Mon Dieu, mon Dieu, pourquoi m’as-Tu abandonné, loin de mon salut et des paroles de mon rugissement ? Mon Dieu, j’appelle au jour et Tu ne réponds pas, à la nuit : nul repos pour moi.1
”Il n’est pas innocent que ces paroles du Psalmiste soient aussi les dernières prononcées par Jésus sur la croix : ce qui nous relie à nos frères chrétiens n’est pas une certitude mais un doute. “Depuis la sixième heure il y eut des ténèbres sur la terre jusqu’à la neuvième heure. Vers la neuvième heure Jésus clama à grande voix : […] Mon Dieu, mon Dieu, pourquoi m’as-tu abandonné ?2” Ce n’est pas seulement le pieux qui doute ici : c’est Dieu. L’incarnation l’exigeait : le doute, c’est l’homme et si Dieu s’incarne, il lui faut douter.
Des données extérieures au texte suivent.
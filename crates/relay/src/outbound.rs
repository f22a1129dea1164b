//! Outbound Audio Forwarder – KI-Audio zurueck zum Telefonie-Socket
//!
//! Ein langlebiger Task pro Anruf. Solange die CallSession existiert:
//!
//! ```text
//! KI audio_holen() --> Resample (KI-Rate -> Telefonie-Rate)
//!                  --> Frame-Anpassung (pad/truncate)
//!                  --> Opus-Encode
//!                  --> base64 --> media-Event --> Telefonie-Sende-Queue
//! ```
//!
//! Laeuft die KI-Session nicht, uebernimmt pro Durchlauf die
//! Fallback-Policy. Encode- und Sende-Fehler beenden die Schleife und
//! stossen den Teardown der Session an; Resampling-Fehler degradieren zum
//! geloggten Durchreichen des unveraenderten Puffers (kein totes Schweigen).

use std::sync::Arc;
use std::time::Duration;

use base64::engine::general_purpose::STANDARD as B64;
use base64::Engine as _;
use tokio::task::JoinHandle;
use tracing::{debug, trace, warn};
use vermittler_audio::{frame_anpassen, resample_linear};
use vermittler_protocol::telephony::TelephonieEvent;

use crate::fallback::FallbackPolicy;
use crate::registry::SessionRegistry;
use crate::session::CallSession;

/// Konfiguration des Forwarders
#[derive(Debug, Clone)]
pub struct ForwarderConfig {
    /// Abtastrate der Telefonie-Strecke (Opus-Encode-Ziel)
    pub telefonie_rate_hz: u32,
    /// Native Abtastrate des KI-Audios
    pub ki_rate_hz: u32,
    /// Schlafintervall wenn kein KI-Audio ansteht (kein Busy-Waiting)
    pub poll_intervall: Duration,
}

impl Default for ForwarderConfig {
    fn default() -> Self {
        Self {
            telefonie_rate_hz: 16_000,
            ki_rate_hz: 24_000,
            poll_intervall: Duration::from_millis(20),
        }
    }
}

/// Startet den Forwarder-Task fuer eine Session
///
/// Der zurueckgegebene Handle gehoert in die Session
/// (`ausgehenden_task_setzen`), damit der Teardown ihn abbrechen und
/// abwarten kann bevor der Codec-Zustand freigegeben wird.
pub fn starten(
    session: Arc<CallSession>,
    registry: SessionRegistry,
    policy: Arc<FallbackPolicy>,
    config: ForwarderConfig,
) -> JoinHandle<()> {
    tokio::spawn(async move {
        schleife(session, registry, policy, config).await;
    })
}

async fn schleife(
    session: Arc<CallSession>,
    registry: SessionRegistry,
    policy: Arc<FallbackPolicy>,
    config: ForwarderConfig,
) {
    let stream_id = session.stream_id().clone();
    debug!(stream_id = %stream_id, "Outbound-Forwarder gestartet");

    loop {
        if !registry.enthaelt(&stream_id) {
            debug!(stream_id = %stream_id, "Session entfernt – Forwarder endet");
            return;
        }

        if !session.ki().laeuft() {
            policy.pruefen(&session).await;
            tokio::time::sleep(config.poll_intervall).await;
            continue;
        }

        // Beide Gespraechsseiten mitschreiben (Transkription ist aktiv)
        while let Some(transkript) = session.ki().transkript_holen() {
            tracing::info!(
                stream_id = %stream_id,
                rolle = ?transkript.rolle,
                text = %transkript.text,
                "Transkript"
            );
        }

        let Some(pcm) = session.ki().audio_holen() else {
            tokio::time::sleep(config.poll_intervall).await;
            continue;
        };

        if !frame_weiterleiten(&session, &config, pcm).await {
            // Encode- oder Sende-Fehler: Teardown anstossen. Der eigene
            // Task darf nicht auf sein eigenes Handle warten, deshalb
            // laeuft entfernen() in einem separaten Task.
            let registry = registry.clone();
            let stream_id = stream_id.clone();
            tokio::spawn(async move {
                registry.entfernen(&stream_id).await;
            });
            return;
        }
    }
}

/// Verarbeitet ein PCM-Stueck zu genau einem ausgehenden media-Event
///
/// Gibt false zurueck wenn die Schleife enden muss.
async fn frame_weiterleiten(
    session: &Arc<CallSession>,
    config: &ForwarderConfig,
    pcm: Vec<i16>,
) -> bool {
    let stream_id = session.stream_id();

    // KI-Rate -> Telefonie-Rate; bei Fehler degradiert: unveraendert
    // durchreichen statt Audio zu verwerfen
    let resampelt = match resample_linear(&pcm, config.ki_rate_hz, config.telefonie_rate_hz) {
        Ok(resampelt) => resampelt,
        Err(e) => {
            warn!(
                stream_id = %stream_id,
                fehler = %e,
                "Resampling fehlgeschlagen – Audio wird unveraendert durchgereicht"
            );
            pcm
        }
    };

    // Der Opus-Encoder akzeptiert nur exakte Frame-Groessen
    let frame_groesse = session.frame_groesse(config.telefonie_rate_hz);
    let frame = frame_anpassen(resampelt, frame_groesse);

    let opus = match session.kodieren(config.telefonie_rate_hz, &frame) {
        Ok(opus) => opus,
        Err(e) => {
            warn!(stream_id = %stream_id, fehler = %e, "Encode fehlgeschlagen – Teardown");
            return false;
        }
    };

    let event = TelephonieEvent::media_ausgehend(
        stream_id.als_str(),
        B64.encode(&opus),
        config.telefonie_rate_hz,
    );
    let json = match serde_json::to_string(&event) {
        Ok(json) => json,
        Err(e) => {
            warn!(stream_id = %stream_id, fehler = %e, "media-Event nicht serialisierbar");
            return false;
        }
    };

    if let Err(e) = session.telefonie_senden(json).await {
        warn!(stream_id = %stream_id, fehler = %e, "Telefonie-Senden fehlgeschlagen – Teardown");
        return false;
    }

    session.ausgehend_zaehlen();
    session.aktivitaet_aktualisieren();
    trace!(stream_id = %stream_id, samples = frame_groesse, "KI-Audio weitergeleitet");
    true
}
Dans la nuit de Gethsémani, Jésus doute déjà, il a peur, il pleure, son âme est “triste à mourir”. Moi, je lis cette scène comme un Juif incrédule, elle me touche à la manière d’un beau conte ou comme le témoignage des souffrances de l’un des miens, un parmi d’autres. Seulement, je ne peux m’empêcher de songer aussi à ce qu’elle doit évoquer aux entrailles du croyant qui la lit, du Chrétien pour lequel ces larmes de désespoir sont celles de Dieu même, de Dieu fait homme. Ce doit être l’abîme des abîmes.
Marc n’hésite pas à raconter comment Jésus priait “pour que, si c’était possible, cette heure passe loin de lui. Il disait : Abba, Père, tout t’est possible, écarte de moi cette coupe. Cependant, non pas ce que je veux mais ce que tu veux.3” Jésus, Dieu fait homme, est prêt à se dérober ! J’aime cette image d’un Dieu faible parce qu’elle est au plus près du judaïsme.
Dieu se cache, dit Isaïe, Dieu se tait, répète le Psalmiste. Le christianisme, en ceci fils d’Israël, commence par cette absence. La mort de Dieu : y a-t-il plus grande “pierre d’achoppement”, plus grand scandale ? Essentiel à la foi chrétienne, nous avons là un moment de déchirure, un moment athée pour ainsi dire. Le Dieu d’Israël est Dieu de beauté, certes, mais aussi d’ombre et de silence. C’est peut-être justement parce qu’ils aiment d’abord cette terre et ses promesses que les Juifs admettent si mal l’impureté de la Création. La vie est à l’homme biblique, comme dirait Aragon, un étrange et douloureux divorce, c’est par amour désespéré de la vie qu’il lutte. Le mal la ronge, il en pleure, il ne comprend pas pourquoi Dieu lui en demande tant.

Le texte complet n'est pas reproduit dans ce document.